Prabhupād’s ‘Introduction’ to his translation and commentary of Bhagavad-gītā, first published in 1972, is a quiet introduction to Bhakti, to the theory and practice of loving devotion.
Bhagavad-gītā is widely understood both as a masterpiece of Vedic culture and a handbook for Vaishnavism. This has been made clear by countless commentators. But Prabhupād’s ‘Introduction’ and commentary reveals it as much more. In Prabhupād’s reading, Bhagavad-gītā unfolds as an introduction to the eternal truths of Gaudia Vaishanvism, as a pre-history to the life of Caitanya Mahaprabhu who appeared in 1486, and as a key to the understanding of God as prema, as the embodiment of divine loving devotion, in the eternal form of Rādhāmohan.
Prabhupad does not mention Radhamohan in his commentary to the Bhagavad-gītā. And yet the loving energy of her presence is in play on every page. That loving energy is the principle supporting all material and spiritual reality, the motor of time, the power of feeling and the foundation of all that creates meaning in human life. It is the continuity of time. If parampara refers to the uninterrupted succession of culture and learning from master to disciple, then the substance of that succession is made possible by prema, divine love, the spiritual energy that powers the transfer of life from soul to soul, from heart to heart, throughout time.
The transmission of human experience, learning, knowledge, understanding, beliefs, intuitions only takes places through a spiritual relation between a sender and a receiver. Anything that makes sense, anything worth knowing or feeling, obtains that worth because it has passed through the soul. In other words, only through soul-relations with others can anything of life’s riches be experienced. Only on the foundation of spiritual love can life be lived. All the rest is noise.
The basis of human life is love. We can live without anything else. Any other things, either material and immaterial, can be dispensed with. But no one can live without love. Our problem is that we don’t know how to love. This is in part because we do not know what to love.
Shall we love our husband’s lovely smile, his broad shoulders or his attractive beard? Shall we love our wife’s fragrant hair or her perfectly soft hands? Shall we love her cleverness? Her talent on the dance floor? Indeed what do we love about the one we think we love? What is it that makes someone loveable? What is it that makes us loveable? What is the source of love? Why do we love?
What is it about my husband that I really love? Would I still love him without his broad shoulders? Certainly! Without his attractive beard? Of course! Without his smile? Naturally! His firm muscles? Indeed! Without his left arm?
Of course, these are not the things that make my husband loveable to me, that makes my heart beat when he returns after an absence, when he is there with me in difficult times, when he helps me in my endeavours.
The origin of all these things, and a thousand more, the origin of my love for him and his love for me is his soul, the divine inside of him. How do we know this?

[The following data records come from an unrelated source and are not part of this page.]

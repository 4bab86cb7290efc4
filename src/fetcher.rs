//! # Page Fetcher Module
//!
//! This module retrieves HTML pages over HTTP for the rest of the discovery
//! pipeline. A fetch never fails loudly: every terminal error is logged and
//! reported as an absent page, so callers only branch on `Option`.
//!
//! ## Key Components
//!
//! - `Fetcher`: Shared HTTP client with a concurrency gate and retry policy
//! - `FetcherConfig`: Timeouts, retry and response-guard settings
//! - `RetryPolicy` / `RetryState`: Pure retry state machine
//! - `PageSource`: The seam the explorer and validator fetch through
//!
//! ## Features
//!
//! - Bounded number of concurrent in-flight requests
//! - Exponential backoff on 5xx and timeouts, Retry-After aware on 429
//! - Content-type allow-list and body size cap
//! - Redirects followed, final URL reported back

mod client;
mod config;
mod error;
mod retry;

pub use client::Fetcher;
pub use config::{FetcherConfig, FetcherConfigBuilder};
pub use error::FetchError;
pub use retry::{RetryPolicy, RetryState};

use std::future::Future;

use serde::{Deserialize, Serialize};

/// A successfully fetched HTML page
#[derive(Debug, Clone, PartialEq, Eq, Serialize, Deserialize)]
pub struct FetchedPage {
    /// URL after following redirects
    pub final_url: String,

    /// Decoded response body
    pub body: String,

    /// Raw `Last-Modified` header, if the server sent one
    pub last_modified: Option<String>,
}

impl FetchedPage {
    /// Build a page with no headers, mostly for tests and in-memory sources
    pub fn new(final_url: impl Into<String>, body: impl Into<String>) -> Self {
        Self {
            final_url: final_url.into(),
            body: body.into(),
            last_modified: None,
        }
    }
}

/// Anything that can turn a URL into a page.
///
/// Returns the requested URL together with the page, or `None` when the page
/// could not be retrieved for any reason.
pub trait PageSource: Sync {
    fn fetch(&self, url: &str) -> impl Future<Output = (String, Option<FetchedPage>)> + Send;
}

impl PageSource for Fetcher {
    fn fetch(&self, url: &str) -> impl Future<Output = (String, Option<FetchedPage>)> + Send {
        Fetcher::fetch(self, url)
    }
}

The answer is that we don’t know it enough. We don’t realise it. It has not become a reality for us. Despite the evidence all around us, miraculous feelings of love or emotion that emerge unexpectedly from our hearts, we fail to feel the love of our hearts entirely. We fail to feel our souls entirely. We fail to experience ourselves as spiritual beings. We don’t manage to fully experience our divinity.
We are ordinary humans. We experience the fullness of our love only partially. And yet there is no doubt that we experience it. We receive daily reminders of the presence of love in our hearts. Gentle nudges of feeling, tiny pricks of emotion come from a hundred simple experiences every day. These are reminders of our humble hearts longing to grow, reminders of the greed in our souls to grow into the spiritual suits tailored by God to fit our soul forms. We need only grow into them, fill them completely, and thereby become our complete divine selves.
Mercifully, we have a model to pattern ourselves after. It is Rādhārani the goddess of love, the the most beloved of Kṛṣṇa and his consort throughout the ages, the source of his love, and thereby the source of all love in the world.
To become ourselves means to become our souls. To become the soul means to grow the love from it is made. It means to realise that we are most ourselves when we entirely loving beings, when we entirely absorbed in the divine love of which are made.
This challenge, splendid and daunting, is the challenge of Bhakti, the path of devotion.